> **REQUIRED WORK**
Nothing but a number belongs in the answer: how many lines of the records below contain the string "LlmClient".

[Opening THE RECORDS section]

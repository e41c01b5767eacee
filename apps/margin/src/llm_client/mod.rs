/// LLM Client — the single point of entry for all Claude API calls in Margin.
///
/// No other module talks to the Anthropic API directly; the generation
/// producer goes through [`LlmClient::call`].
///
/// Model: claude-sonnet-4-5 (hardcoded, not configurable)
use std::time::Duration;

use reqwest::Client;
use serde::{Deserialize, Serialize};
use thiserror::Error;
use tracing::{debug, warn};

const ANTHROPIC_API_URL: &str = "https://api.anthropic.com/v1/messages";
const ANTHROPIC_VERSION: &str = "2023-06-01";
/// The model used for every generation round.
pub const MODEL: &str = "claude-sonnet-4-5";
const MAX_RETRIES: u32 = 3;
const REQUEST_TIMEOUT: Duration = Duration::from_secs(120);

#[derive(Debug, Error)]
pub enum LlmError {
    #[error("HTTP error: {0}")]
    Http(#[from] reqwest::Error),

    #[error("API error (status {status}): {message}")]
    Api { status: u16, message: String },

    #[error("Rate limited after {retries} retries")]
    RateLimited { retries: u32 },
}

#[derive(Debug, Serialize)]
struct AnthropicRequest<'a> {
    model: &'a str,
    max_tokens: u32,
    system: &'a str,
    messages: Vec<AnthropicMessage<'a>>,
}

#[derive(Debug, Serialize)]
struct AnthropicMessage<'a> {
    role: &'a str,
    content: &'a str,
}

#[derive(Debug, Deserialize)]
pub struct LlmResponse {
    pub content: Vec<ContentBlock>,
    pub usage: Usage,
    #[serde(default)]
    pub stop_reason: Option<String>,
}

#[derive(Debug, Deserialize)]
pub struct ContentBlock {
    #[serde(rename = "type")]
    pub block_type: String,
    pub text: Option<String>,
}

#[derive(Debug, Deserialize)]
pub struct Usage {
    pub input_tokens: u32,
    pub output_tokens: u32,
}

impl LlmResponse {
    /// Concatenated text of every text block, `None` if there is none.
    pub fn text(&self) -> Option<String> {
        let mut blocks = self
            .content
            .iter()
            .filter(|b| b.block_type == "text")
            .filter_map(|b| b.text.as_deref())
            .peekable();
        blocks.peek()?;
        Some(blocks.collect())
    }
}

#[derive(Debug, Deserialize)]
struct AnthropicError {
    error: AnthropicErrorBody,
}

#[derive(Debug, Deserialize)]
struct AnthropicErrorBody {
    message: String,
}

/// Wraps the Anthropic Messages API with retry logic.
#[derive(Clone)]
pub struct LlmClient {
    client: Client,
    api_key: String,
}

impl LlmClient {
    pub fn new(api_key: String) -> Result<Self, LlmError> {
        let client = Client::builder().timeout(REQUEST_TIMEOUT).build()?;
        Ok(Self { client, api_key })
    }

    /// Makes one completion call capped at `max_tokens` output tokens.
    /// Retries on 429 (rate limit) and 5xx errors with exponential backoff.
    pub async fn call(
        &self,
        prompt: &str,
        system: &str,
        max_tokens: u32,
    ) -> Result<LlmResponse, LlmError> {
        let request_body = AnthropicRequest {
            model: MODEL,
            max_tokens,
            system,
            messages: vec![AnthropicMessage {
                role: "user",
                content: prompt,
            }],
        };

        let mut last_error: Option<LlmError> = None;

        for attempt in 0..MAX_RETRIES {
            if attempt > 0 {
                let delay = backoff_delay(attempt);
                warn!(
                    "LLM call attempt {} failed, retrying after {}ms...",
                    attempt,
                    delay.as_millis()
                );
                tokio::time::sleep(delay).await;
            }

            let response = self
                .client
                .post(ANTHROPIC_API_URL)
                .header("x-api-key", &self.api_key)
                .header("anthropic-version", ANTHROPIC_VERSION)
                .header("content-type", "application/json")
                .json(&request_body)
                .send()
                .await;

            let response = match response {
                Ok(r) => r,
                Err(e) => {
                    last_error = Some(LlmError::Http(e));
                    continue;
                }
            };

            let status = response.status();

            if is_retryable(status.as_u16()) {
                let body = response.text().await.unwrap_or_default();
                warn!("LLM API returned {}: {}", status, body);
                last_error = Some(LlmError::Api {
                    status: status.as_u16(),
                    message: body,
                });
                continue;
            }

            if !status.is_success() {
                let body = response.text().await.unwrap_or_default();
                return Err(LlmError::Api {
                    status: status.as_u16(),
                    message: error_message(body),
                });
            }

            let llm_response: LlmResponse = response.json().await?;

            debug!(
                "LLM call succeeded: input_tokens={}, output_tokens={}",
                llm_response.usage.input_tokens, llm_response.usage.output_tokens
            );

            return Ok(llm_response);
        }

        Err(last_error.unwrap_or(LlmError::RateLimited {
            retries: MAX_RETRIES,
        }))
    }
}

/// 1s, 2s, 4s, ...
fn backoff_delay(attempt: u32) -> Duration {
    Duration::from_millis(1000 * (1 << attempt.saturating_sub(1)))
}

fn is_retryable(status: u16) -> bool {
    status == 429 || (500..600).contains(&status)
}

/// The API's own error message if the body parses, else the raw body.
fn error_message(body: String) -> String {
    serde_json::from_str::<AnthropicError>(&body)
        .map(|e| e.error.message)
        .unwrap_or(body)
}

[Closing THE RECORDS section]
[Opening THE RECORDS section]

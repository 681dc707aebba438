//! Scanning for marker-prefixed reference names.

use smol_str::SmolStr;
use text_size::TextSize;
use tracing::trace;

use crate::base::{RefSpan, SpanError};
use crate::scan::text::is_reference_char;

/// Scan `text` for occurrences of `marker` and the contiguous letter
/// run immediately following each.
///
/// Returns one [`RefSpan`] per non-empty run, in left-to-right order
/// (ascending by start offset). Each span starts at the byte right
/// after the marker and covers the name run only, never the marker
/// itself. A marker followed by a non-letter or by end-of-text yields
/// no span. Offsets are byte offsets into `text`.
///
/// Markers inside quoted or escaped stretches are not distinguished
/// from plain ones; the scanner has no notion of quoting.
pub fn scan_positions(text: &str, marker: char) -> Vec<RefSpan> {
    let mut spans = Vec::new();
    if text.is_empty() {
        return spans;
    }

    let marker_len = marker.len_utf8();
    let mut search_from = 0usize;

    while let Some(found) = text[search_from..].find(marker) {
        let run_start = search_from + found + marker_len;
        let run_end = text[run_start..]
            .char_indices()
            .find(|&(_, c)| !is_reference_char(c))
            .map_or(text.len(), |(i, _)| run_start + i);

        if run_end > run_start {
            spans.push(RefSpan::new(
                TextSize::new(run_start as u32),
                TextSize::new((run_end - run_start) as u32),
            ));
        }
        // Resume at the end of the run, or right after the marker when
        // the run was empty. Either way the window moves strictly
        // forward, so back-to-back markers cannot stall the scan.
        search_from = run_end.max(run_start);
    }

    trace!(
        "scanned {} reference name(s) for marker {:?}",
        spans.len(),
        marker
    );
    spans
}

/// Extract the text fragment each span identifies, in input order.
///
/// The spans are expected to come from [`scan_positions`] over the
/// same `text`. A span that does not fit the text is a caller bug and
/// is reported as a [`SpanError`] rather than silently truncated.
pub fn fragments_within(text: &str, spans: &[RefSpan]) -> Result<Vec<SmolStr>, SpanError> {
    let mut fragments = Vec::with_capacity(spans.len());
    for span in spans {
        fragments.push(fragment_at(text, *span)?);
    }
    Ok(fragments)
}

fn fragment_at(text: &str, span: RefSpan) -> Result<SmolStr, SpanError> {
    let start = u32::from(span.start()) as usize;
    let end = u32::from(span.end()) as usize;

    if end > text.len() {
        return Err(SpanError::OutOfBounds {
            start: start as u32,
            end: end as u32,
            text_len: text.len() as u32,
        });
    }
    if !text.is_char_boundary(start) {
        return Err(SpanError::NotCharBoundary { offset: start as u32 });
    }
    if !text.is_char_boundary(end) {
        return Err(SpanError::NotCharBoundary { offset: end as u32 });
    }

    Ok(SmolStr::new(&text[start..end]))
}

[Closing THE RECORDS section]
[Opening THE RECORDS section]

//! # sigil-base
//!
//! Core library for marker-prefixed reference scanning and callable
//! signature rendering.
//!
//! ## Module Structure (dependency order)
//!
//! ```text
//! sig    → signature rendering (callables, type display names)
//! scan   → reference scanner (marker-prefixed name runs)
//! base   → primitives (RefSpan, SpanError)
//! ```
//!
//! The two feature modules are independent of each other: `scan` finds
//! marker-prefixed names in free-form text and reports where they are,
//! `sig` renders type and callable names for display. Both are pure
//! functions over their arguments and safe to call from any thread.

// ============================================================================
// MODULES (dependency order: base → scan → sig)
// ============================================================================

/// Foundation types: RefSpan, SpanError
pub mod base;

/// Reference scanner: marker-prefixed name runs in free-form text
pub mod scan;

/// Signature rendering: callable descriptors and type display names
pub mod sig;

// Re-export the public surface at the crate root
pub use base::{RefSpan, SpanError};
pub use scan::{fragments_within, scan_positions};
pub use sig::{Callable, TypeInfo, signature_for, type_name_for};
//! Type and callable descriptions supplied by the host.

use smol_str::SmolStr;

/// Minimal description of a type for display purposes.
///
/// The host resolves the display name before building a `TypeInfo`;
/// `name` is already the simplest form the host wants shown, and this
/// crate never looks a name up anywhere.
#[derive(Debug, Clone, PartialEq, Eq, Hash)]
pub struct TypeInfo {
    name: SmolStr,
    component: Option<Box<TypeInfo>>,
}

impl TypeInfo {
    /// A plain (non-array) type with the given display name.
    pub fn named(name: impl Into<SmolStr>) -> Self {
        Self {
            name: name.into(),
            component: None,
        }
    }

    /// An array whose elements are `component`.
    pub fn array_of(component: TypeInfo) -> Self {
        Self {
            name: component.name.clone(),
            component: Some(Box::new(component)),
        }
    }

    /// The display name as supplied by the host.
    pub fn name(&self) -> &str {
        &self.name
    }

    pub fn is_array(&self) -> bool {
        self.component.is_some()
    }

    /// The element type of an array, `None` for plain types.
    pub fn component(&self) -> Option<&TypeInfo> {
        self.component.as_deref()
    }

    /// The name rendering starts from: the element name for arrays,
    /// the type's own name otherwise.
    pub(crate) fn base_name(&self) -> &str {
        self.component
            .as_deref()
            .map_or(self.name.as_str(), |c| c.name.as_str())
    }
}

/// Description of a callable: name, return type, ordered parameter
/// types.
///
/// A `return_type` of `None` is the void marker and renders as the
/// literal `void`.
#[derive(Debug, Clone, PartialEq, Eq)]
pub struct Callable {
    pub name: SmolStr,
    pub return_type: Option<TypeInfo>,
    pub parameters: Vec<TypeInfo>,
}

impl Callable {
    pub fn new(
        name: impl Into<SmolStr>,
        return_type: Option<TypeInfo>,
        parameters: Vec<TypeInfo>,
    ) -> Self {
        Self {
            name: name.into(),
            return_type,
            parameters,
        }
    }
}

[Closing THE RECORDS section]

> **ANSWER SECTION**
3